Though companies tout their diversity initiatives, these initiatives tend to value candidates from very specific regions of the country. Rural Americans, who represent a large and unique perspective, have largely been left out of the conversation on hiring diversity. This is significant because, according to a New York Times article, Director for Admissions at Texas A&M University, Scott McDonald, says “in terms of diversity, geography is just as important as racial and ethnic.”

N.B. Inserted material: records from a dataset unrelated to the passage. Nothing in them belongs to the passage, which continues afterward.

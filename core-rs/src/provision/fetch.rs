//! Source acquisition
//!
//! Archives are downloaded over HTTP and unpacked into the build directory;
//! gzip tarballs are extracted in-process, anything else (`.tar.xz`) goes
//! through the system `tar`. Git sources are shallow clones.

use flate2::read::GzDecoder;
use std::fs::{self, File};
use std::path::{Path, PathBuf};
use std::time::Duration;
use tar::Archive;
use tracing::{debug, info};

use crate::errors::{EnvError, Result};
use crate::provision::component::{Component, Fetch};
use crate::provision::runner::{run_checked, CommandRunner, ExternalCommand};

/// Downloads a URL into a local file
pub trait Downloader {
    fn download(&self, url: &str, dest: &Path) -> Result<()>;
}

/// Blocking HTTP(S) downloader
#[derive(Debug, Clone)]
pub struct HttpDownloader {
    timeout: Option<Duration>,
}

impl HttpDownloader {
    pub fn new(timeout: Option<Duration>) -> Self {
        Self { timeout }
    }
}

impl Default for HttpDownloader {
    fn default() -> Self {
        Self::new(Some(Duration::from_secs(600)))
    }
}

impl Downloader for HttpDownloader {
    fn download(&self, url: &str, dest: &Path) -> Result<()> {
        info!(url, dest = %dest.display(), "downloading");

        let mut builder = reqwest::blocking::Client::builder();
        if let Some(timeout) = self.timeout {
            builder = builder.timeout(timeout);
        }
        let client = builder.build()?;

        let mut response = client.get(url).send()?.error_for_status()?;
        let mut file = File::create(dest)?;
        let bytes = response.copy_to(&mut file)?;

        debug!(url, bytes, "download complete");
        Ok(())
    }
}

/// Puts component sources on disk
pub struct SourceFetcher<'a, R: CommandRunner + ?Sized, D: Downloader + ?Sized> {
    runner: &'a R,
    downloader: &'a D,
    build_dir: PathBuf,
}

impl<'a, R: CommandRunner + ?Sized, D: Downloader + ?Sized> SourceFetcher<'a, R, D> {
    pub fn new(runner: &'a R, downloader: &'a D, build_dir: impl Into<PathBuf>) -> Self {
        Self {
            runner,
            downloader,
            build_dir: build_dir.into(),
        }
    }

    /// Fetch the sources of `component`
    ///
    /// # Returns
    /// The source root to build in
    ///
    /// # Errors
    /// Download, extraction or clone failures; a missing local tree
    pub fn fetch(&self, component: &Component) -> Result<PathBuf> {
        fs::create_dir_all(&self.build_dir)?;

        match &component.fetch {
            Fetch::Local { path } => {
                if !path.is_dir() {
                    return Err(EnvError::Io(std::io::Error::new(
                        std::io::ErrorKind::NotFound,
                        format!("Source tree not found: {}", path.display()),
                    )));
                }
                Ok(path.clone())
            }
            Fetch::Git { url, branch } => {
                let dest = self.build_dir.join(&component.name);
                if dest.exists() {
                    fs::remove_dir_all(&dest)?;
                }

                let mut clone = ExternalCommand::new("git").args(["clone", "--depth", "1"]);
                if let Some(branch) = branch {
                    clone = clone.args(["--branch", branch.as_str()]);
                }
                let clone = clone
                    .arg(url.as_str())
                    .arg(dest.display().to_string())
                    .current_dir(&self.build_dir);
                run_checked(self.runner, &clone)?;
                Ok(dest)
            }
            Fetch::Archive { url } => {
                let file_name = archive_file_name(url)?;
                let archive_path = self.build_dir.join(&file_name);
                self.downloader.download(url, &archive_path)?;

                let unpack_dir = self.build_dir.join(format!("{}-src", component.name));
                if unpack_dir.exists() {
                    fs::remove_dir_all(&unpack_dir)?;
                }
                fs::create_dir_all(&unpack_dir)?;

                if is_gzip_tarball(&file_name) {
                    extract_tar_gz(&archive_path, &unpack_dir)?;
                } else {
                    let untar = ExternalCommand::new("tar")
                        .arg("-xf")
                        .arg(archive_path.display().to_string())
                        .arg("-C")
                        .arg(unpack_dir.display().to_string());
                    run_checked(self.runner, &untar)?;
                }

                source_root(&unpack_dir)
            }
        }
    }
}

fn archive_file_name(url: &str) -> Result<String> {
    url.trim_end_matches('/')
        .rsplit('/')
        .next()
        .filter(|name| !name.is_empty() && !name.contains(':'))
        .map(str::to_string)
        .ok_or_else(|| EnvError::Download(format!("Cannot derive archive name from {}", url)))
}

fn is_gzip_tarball(file_name: &str) -> bool {
    file_name.ends_with(".tar.gz") || file_name.ends_with(".tgz")
}

/// Extract tar.gz to target directory
pub fn extract_tar_gz(tarball_path: &Path, target_dir: &Path) -> Result<()> {
    let tar_gz = File::open(tarball_path).map_err(|e| {
        EnvError::Io(std::io::Error::new(
            e.kind(),
            format!("Failed to open tarball {}: {}", tarball_path.display(), e),
        ))
    })?;

    let mut archive = Archive::new(GzDecoder::new(tar_gz));
    archive.unpack(target_dir).map_err(|e| {
        EnvError::Io(std::io::Error::new(
            e.kind(),
            format!("Failed to extract {}: {}", tarball_path.display(), e),
        ))
    })?;

    Ok(())
}

/// Release tarballs wrap everything in one top-level directory
fn source_root(unpack_dir: &Path) -> Result<PathBuf> {
    let entries: Vec<PathBuf> = fs::read_dir(unpack_dir)?
        .filter_map(|entry| entry.ok().map(|e| e.path()))
        .collect();

    match entries.as_slice() {
        [single] if single.is_dir() => Ok(single.clone()),
        _ => Ok(unpack_dir.to_path_buf()),
    }
}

That’s why employers are starting to expressly focus on hiring from geographically diverse regions. Employers that have traditionally struggled to fill developer positions in tech hubs like New York or Silicon Valley are likely struggling because they are competing for a geographically-bound and limited talent pool. Hiring from non-traditional regions not only makes your organization more well-rounded, it is a more cost-effective solution.

Outside of the United States, there are several countries that are emerging developer talent hotbeds, some of which you wouldn’t expect. For example, on the back of its tech investment and proliferation of universities specializing in IT, Krakow, Poland recently became a sister city of San Francisco. Similarly, Bengaluru has been called the “Silicon Valley of India” for years, and Indian nationals represent a huge percentage of developer talent in the United States, of which I am one. In fact, in 2018, individuals born in India composed 73.9% of the total H1B1 petitions, highlighting the preexisting and potentially boundless opportunities that India’s talent network reflects.

With the coronavirus forcing many organizations to fundamentally shift their operations towards being more remote-friendly, it will be easier than ever to hire from diverse locations. With a tight job market and an even tighter developer market, employers cannot afford to pass up existing talent on the grounds of geography.

David and Goliath: Who are you looking for?

Ultimately, for most businesses, Ivy League developer talent is difficult to get, and, except in extreme cases, not categorically better than talent sourced elsewhere. Instead of focusing on Goliath-sized prestige, employers should focus on their ability to assess talent accurately. Once employers can truly assess developer skills, their background should matter less and less. Look for talent from non-traditional backgrounds such as coding bootcamps or from geographically diverse regions — think a small farm boy with a sling — to maximize the bang for your buck.